Please tally how many lines in the entries below include the word "None", giving only the number.
===== Records shown
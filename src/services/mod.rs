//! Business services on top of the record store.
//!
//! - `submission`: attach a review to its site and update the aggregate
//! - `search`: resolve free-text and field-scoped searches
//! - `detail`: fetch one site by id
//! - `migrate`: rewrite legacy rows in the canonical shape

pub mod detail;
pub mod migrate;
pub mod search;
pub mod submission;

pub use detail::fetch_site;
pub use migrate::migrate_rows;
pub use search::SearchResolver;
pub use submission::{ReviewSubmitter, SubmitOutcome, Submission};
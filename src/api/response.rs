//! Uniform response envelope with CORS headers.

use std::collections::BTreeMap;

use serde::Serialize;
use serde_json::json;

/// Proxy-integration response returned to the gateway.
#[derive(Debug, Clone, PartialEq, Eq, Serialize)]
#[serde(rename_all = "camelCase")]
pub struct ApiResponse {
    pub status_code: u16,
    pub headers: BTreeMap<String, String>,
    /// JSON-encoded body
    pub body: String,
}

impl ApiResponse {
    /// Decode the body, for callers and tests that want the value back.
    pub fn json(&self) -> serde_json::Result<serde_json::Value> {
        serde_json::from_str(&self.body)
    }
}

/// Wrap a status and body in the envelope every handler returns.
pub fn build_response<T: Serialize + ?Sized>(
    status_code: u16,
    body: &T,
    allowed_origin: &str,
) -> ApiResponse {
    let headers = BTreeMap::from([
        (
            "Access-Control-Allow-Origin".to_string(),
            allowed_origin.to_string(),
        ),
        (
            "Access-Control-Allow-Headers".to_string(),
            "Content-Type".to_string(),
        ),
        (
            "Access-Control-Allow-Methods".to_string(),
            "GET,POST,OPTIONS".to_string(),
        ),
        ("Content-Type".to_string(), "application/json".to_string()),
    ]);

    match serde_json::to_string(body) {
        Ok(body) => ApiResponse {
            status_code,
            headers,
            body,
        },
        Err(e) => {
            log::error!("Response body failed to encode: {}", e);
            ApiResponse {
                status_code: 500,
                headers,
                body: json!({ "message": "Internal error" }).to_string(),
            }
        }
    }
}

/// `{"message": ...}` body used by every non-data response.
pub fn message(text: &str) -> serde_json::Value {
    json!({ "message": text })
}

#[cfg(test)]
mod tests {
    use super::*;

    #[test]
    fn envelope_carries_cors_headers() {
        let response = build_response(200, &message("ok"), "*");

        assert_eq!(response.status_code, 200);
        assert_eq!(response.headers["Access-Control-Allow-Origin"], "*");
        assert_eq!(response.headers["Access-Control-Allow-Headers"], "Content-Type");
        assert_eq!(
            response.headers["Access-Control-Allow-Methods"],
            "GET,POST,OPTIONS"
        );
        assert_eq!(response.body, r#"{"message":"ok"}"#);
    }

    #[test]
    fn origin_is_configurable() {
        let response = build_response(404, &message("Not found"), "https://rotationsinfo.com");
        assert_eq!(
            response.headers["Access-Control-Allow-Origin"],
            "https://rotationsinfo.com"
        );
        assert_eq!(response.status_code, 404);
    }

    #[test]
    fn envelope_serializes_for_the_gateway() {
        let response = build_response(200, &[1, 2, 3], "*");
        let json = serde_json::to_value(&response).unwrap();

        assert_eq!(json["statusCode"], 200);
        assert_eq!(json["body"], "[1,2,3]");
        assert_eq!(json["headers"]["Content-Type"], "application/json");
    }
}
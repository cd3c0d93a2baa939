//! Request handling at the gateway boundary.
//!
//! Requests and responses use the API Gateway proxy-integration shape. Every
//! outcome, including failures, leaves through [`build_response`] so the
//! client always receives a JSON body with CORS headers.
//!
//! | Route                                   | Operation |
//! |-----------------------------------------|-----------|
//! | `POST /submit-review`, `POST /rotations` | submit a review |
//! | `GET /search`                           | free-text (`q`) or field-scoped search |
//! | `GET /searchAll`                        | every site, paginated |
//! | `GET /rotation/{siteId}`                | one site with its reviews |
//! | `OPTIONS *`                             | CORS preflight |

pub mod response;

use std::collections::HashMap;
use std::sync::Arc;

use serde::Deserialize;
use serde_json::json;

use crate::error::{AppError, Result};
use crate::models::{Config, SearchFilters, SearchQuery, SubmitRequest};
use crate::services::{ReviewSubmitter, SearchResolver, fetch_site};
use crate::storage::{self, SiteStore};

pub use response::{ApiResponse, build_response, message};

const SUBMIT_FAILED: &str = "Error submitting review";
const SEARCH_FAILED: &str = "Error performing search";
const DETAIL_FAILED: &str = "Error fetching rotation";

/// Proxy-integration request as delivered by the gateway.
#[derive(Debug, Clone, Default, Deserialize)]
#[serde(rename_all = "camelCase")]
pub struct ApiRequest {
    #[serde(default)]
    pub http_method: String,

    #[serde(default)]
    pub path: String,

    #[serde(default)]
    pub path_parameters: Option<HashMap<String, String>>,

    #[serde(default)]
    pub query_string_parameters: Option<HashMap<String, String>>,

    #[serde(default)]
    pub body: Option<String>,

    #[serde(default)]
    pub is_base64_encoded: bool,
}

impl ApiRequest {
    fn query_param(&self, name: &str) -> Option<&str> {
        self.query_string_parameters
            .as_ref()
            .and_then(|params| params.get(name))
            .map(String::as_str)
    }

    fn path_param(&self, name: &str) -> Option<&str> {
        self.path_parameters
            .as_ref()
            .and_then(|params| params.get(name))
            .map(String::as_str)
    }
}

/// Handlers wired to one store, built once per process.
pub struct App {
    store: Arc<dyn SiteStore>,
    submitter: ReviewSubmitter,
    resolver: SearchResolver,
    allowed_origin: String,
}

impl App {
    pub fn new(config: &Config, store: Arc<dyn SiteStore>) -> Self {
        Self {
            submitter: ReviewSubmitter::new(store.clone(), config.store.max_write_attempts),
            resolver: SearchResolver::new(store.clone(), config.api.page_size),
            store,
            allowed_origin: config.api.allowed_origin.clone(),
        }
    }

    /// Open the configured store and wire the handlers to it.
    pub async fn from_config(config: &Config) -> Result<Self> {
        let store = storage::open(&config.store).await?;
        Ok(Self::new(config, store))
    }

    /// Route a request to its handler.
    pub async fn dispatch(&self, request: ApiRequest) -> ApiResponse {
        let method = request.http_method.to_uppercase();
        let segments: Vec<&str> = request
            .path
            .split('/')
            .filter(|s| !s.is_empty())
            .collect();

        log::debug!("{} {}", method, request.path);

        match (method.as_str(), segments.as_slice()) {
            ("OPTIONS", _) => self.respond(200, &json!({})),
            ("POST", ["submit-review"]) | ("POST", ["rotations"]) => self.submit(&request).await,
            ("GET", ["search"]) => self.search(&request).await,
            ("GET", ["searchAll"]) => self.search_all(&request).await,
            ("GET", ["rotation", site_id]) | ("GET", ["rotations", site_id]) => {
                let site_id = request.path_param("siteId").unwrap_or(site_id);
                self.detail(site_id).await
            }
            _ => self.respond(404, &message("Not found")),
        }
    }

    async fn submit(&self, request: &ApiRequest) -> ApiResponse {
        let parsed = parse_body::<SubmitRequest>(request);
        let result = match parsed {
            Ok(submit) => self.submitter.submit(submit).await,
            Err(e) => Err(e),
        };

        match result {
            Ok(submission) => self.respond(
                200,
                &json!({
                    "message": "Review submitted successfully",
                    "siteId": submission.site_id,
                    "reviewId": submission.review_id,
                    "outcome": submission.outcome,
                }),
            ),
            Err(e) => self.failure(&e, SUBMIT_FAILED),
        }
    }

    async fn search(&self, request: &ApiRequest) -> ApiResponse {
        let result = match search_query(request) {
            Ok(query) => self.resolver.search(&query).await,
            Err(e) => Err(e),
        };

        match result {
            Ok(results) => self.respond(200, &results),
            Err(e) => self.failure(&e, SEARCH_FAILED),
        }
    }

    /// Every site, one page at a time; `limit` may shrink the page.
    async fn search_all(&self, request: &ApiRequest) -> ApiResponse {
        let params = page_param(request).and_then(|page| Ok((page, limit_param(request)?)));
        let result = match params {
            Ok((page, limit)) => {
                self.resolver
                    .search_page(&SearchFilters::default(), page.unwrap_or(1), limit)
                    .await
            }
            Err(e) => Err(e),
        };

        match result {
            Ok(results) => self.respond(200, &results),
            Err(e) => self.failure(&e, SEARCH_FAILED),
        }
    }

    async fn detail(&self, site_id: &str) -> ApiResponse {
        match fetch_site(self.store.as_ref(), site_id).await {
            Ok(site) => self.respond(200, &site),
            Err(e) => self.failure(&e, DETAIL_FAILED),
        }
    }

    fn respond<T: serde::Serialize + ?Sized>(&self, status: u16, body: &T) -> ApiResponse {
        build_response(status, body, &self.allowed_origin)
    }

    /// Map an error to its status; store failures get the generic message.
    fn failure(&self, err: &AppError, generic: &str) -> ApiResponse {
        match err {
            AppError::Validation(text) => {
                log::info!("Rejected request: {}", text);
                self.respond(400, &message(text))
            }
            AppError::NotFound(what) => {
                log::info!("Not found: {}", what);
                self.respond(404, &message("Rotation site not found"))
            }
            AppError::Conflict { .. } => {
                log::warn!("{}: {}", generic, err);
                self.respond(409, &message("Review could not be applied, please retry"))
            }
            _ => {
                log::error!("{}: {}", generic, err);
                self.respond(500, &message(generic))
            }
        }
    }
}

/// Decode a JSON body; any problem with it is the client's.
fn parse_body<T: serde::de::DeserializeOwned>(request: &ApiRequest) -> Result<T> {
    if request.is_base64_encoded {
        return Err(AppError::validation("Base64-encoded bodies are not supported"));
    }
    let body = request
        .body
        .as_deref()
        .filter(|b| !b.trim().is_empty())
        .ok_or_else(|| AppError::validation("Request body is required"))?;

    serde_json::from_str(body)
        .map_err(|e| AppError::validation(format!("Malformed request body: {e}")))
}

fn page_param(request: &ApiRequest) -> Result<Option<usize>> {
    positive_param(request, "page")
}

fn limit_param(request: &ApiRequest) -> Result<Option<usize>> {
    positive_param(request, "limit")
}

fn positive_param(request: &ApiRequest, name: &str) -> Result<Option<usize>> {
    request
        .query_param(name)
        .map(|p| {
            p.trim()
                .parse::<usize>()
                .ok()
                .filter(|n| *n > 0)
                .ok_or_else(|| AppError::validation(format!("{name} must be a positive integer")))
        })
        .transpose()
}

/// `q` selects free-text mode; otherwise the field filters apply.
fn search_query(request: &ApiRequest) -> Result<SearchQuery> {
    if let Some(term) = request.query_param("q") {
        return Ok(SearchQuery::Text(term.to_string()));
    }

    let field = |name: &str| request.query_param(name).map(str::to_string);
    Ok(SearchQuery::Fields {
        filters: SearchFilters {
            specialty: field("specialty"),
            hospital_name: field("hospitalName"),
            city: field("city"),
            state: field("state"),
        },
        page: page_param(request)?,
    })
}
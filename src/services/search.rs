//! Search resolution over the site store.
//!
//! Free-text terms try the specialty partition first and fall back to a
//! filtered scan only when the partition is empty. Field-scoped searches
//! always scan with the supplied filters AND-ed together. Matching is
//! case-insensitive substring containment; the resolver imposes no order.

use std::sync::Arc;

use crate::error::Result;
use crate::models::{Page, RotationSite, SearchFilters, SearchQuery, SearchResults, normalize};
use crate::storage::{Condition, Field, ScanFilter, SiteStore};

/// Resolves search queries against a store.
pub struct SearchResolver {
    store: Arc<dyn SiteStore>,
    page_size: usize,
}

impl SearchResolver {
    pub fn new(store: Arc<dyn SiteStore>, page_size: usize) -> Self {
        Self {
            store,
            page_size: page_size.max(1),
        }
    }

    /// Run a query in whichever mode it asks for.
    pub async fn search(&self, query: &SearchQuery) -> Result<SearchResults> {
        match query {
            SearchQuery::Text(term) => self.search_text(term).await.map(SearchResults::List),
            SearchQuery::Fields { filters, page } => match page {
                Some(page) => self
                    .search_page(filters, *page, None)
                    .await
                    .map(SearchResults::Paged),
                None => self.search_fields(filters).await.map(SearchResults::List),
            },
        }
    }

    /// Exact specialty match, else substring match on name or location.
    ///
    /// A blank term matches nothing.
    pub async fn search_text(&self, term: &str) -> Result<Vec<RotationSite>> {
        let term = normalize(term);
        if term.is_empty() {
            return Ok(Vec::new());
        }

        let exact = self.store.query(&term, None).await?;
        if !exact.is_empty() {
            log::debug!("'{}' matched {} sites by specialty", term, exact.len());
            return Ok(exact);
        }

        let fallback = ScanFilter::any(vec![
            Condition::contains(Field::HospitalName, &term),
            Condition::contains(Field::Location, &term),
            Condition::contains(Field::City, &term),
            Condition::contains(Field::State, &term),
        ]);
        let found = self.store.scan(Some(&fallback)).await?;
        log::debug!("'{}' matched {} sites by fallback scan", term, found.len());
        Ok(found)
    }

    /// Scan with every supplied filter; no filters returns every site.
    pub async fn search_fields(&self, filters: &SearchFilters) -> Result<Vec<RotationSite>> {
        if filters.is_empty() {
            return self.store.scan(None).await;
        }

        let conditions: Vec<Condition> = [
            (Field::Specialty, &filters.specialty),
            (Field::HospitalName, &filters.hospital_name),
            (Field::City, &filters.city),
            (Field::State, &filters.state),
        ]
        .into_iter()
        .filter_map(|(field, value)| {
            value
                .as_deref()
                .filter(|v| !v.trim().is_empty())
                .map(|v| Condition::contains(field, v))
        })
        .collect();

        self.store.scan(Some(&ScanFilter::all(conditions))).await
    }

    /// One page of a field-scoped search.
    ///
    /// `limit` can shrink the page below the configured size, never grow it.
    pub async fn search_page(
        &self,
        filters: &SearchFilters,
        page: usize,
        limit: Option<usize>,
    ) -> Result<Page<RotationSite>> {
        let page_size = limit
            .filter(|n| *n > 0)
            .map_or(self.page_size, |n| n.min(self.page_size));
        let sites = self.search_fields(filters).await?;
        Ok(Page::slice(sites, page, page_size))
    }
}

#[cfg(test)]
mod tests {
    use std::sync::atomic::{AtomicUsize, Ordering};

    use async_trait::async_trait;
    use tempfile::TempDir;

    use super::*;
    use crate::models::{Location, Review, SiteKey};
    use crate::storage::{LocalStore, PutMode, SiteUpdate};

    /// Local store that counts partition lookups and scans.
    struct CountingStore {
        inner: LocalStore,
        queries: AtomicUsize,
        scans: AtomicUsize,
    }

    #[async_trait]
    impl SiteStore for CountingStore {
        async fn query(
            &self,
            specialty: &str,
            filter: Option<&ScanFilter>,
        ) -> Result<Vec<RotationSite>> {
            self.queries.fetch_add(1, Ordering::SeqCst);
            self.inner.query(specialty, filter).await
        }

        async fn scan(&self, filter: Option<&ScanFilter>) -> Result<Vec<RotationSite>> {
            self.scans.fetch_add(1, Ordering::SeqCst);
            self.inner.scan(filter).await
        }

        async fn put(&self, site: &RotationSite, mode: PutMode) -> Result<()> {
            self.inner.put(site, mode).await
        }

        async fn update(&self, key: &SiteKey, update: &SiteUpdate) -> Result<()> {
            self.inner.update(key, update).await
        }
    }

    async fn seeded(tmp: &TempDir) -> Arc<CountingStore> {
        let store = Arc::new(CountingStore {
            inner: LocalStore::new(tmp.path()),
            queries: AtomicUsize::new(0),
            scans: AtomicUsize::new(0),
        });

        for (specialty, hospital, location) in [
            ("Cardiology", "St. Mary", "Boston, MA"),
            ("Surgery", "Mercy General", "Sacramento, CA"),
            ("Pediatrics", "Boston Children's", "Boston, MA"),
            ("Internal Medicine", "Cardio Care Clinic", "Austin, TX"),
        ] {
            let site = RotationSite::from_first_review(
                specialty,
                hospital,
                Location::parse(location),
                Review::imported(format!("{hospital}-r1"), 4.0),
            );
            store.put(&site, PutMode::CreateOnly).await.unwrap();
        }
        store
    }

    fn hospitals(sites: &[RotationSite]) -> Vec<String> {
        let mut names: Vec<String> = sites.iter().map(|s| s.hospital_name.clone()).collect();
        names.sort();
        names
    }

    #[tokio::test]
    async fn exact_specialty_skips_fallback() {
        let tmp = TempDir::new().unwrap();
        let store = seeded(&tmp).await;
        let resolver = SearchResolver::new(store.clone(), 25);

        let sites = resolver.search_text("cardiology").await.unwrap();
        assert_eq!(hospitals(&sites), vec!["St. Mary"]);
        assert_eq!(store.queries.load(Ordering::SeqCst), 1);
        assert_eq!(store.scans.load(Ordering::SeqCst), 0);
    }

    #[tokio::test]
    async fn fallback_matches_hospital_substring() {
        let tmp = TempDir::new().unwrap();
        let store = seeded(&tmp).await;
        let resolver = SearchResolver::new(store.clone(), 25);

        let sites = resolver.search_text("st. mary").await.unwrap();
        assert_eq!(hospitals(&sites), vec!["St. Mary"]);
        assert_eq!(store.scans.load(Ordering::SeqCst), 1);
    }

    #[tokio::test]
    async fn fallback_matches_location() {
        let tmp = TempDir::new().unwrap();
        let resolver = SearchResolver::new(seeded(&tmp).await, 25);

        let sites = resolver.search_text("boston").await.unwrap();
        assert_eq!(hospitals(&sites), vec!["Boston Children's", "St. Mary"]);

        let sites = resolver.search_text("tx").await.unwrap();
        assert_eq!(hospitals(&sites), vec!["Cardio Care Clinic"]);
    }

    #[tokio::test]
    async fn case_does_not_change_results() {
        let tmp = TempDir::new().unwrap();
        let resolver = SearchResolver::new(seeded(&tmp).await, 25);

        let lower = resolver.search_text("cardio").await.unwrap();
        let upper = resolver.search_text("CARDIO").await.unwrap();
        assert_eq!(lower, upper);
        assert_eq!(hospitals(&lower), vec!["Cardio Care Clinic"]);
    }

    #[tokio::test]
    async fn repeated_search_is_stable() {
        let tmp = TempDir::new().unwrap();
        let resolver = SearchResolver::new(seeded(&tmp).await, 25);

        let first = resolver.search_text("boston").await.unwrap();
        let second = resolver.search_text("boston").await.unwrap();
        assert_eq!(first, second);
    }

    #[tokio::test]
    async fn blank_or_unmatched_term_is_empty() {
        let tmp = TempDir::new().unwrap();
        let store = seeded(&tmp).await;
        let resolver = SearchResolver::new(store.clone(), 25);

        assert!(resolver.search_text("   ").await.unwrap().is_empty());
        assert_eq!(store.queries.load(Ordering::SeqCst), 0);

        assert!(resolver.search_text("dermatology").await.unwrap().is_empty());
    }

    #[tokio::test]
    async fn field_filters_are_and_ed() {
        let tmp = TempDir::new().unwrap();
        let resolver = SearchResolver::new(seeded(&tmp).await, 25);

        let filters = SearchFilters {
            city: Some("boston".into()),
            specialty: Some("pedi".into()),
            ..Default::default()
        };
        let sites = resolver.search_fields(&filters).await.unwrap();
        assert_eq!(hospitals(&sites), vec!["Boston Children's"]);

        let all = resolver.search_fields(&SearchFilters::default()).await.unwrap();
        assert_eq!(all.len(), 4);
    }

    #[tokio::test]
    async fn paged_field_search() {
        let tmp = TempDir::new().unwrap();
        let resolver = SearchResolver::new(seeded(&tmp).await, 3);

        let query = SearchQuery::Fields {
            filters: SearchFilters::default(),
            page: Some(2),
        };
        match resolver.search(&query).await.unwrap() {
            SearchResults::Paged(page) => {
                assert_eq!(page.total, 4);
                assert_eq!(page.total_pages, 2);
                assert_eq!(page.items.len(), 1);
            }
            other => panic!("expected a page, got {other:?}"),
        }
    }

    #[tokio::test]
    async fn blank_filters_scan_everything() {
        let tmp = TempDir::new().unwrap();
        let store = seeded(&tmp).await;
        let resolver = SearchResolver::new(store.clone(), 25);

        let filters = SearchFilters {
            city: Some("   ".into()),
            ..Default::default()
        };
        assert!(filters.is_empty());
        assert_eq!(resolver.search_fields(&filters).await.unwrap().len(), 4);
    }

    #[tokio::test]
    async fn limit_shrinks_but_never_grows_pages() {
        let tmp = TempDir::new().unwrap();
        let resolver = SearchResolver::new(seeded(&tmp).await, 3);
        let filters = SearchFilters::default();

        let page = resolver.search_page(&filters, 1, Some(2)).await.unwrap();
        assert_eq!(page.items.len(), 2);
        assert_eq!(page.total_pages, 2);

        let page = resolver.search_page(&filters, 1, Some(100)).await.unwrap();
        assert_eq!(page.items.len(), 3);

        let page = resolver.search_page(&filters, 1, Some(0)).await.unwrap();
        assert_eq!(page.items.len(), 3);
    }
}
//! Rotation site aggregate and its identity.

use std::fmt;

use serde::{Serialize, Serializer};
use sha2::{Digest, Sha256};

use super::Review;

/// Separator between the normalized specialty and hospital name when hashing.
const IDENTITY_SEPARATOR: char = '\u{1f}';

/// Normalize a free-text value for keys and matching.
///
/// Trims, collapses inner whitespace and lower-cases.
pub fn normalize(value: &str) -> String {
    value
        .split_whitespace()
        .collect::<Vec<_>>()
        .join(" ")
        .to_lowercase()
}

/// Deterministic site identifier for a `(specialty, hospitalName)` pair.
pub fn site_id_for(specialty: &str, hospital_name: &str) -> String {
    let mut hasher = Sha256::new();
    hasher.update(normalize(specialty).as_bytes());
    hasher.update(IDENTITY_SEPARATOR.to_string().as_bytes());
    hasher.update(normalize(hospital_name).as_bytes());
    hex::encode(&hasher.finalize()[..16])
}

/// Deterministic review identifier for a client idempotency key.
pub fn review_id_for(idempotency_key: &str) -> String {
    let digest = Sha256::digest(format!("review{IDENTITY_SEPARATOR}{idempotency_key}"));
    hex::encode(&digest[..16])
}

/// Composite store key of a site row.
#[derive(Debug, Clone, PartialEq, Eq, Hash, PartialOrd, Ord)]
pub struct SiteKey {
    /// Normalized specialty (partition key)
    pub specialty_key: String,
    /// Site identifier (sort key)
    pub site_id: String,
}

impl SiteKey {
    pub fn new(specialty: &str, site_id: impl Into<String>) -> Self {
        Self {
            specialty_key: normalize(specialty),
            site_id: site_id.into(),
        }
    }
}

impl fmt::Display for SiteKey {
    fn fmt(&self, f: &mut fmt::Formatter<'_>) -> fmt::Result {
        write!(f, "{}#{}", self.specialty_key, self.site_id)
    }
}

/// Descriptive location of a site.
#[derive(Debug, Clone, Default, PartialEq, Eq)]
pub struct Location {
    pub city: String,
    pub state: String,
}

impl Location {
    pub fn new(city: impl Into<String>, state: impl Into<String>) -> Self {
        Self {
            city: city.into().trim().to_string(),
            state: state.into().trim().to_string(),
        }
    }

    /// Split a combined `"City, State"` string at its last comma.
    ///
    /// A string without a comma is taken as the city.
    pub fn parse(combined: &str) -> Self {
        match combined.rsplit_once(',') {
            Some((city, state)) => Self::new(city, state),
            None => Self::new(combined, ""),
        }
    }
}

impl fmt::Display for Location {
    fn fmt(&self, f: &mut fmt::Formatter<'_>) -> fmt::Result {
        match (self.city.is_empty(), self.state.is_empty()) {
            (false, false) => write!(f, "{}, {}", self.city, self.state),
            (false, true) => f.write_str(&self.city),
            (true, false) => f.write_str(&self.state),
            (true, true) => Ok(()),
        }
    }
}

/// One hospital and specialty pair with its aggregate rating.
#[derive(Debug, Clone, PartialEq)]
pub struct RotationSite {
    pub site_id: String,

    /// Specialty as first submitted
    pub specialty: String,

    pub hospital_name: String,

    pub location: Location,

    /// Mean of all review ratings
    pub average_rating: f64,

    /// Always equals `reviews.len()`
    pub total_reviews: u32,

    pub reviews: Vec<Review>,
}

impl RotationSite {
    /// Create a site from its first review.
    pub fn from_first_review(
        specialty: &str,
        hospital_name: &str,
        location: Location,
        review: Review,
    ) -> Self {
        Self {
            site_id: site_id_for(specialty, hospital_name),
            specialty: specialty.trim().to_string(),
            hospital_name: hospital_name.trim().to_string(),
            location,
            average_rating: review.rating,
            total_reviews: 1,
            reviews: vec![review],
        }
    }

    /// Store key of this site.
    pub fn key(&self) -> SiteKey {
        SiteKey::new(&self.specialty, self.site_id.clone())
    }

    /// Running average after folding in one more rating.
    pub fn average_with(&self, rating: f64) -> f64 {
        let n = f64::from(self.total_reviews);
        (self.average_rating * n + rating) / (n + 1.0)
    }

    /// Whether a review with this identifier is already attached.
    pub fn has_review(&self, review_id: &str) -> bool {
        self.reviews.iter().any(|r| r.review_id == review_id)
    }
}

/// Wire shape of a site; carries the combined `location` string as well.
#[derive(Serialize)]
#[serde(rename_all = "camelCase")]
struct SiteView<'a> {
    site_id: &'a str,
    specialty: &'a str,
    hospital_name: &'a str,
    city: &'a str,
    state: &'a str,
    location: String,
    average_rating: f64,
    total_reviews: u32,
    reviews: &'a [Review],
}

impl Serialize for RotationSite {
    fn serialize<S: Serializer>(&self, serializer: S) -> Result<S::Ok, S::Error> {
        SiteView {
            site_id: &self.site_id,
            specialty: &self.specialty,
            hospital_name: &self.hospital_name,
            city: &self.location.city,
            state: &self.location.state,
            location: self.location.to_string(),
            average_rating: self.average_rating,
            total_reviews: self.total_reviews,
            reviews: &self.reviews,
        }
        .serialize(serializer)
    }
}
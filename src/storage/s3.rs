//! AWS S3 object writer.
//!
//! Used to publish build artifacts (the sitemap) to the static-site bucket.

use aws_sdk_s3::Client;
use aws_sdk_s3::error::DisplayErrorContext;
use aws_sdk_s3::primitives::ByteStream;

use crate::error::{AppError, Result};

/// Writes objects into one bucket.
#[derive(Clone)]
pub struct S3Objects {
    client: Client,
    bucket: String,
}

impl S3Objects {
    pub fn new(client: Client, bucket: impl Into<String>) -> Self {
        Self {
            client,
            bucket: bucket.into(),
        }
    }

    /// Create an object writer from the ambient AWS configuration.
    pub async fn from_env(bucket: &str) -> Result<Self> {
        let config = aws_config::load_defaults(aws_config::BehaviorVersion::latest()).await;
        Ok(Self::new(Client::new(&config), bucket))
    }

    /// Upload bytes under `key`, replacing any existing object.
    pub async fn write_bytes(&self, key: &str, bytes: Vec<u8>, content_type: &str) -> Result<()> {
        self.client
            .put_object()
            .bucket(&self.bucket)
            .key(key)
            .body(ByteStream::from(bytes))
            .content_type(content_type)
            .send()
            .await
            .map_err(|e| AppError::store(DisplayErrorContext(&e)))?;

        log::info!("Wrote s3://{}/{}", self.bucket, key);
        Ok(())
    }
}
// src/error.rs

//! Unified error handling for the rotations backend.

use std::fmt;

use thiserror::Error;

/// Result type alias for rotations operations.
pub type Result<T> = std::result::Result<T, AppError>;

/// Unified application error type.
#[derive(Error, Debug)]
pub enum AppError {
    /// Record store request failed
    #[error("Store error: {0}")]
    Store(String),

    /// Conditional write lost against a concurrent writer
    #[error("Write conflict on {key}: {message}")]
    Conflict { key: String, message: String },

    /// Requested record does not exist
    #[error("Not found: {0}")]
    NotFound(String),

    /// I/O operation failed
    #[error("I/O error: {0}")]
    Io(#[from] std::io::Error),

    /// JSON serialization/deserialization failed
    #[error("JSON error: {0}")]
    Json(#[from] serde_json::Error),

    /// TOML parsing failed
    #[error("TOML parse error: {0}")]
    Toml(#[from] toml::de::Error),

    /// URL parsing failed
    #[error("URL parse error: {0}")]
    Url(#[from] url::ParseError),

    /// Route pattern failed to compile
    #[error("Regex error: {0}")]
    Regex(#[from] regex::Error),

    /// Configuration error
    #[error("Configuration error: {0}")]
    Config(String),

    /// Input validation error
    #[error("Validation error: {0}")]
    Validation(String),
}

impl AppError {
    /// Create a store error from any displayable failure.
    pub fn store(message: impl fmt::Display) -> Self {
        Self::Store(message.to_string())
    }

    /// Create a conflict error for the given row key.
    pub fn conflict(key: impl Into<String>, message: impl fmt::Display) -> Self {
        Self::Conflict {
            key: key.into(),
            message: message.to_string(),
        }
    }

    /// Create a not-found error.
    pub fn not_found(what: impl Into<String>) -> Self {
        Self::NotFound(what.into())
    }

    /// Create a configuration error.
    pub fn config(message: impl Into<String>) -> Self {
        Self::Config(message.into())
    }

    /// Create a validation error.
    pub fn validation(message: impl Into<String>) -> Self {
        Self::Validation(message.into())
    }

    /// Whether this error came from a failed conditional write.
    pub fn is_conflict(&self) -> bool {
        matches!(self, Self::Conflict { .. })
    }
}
==========
- _Written solution_
5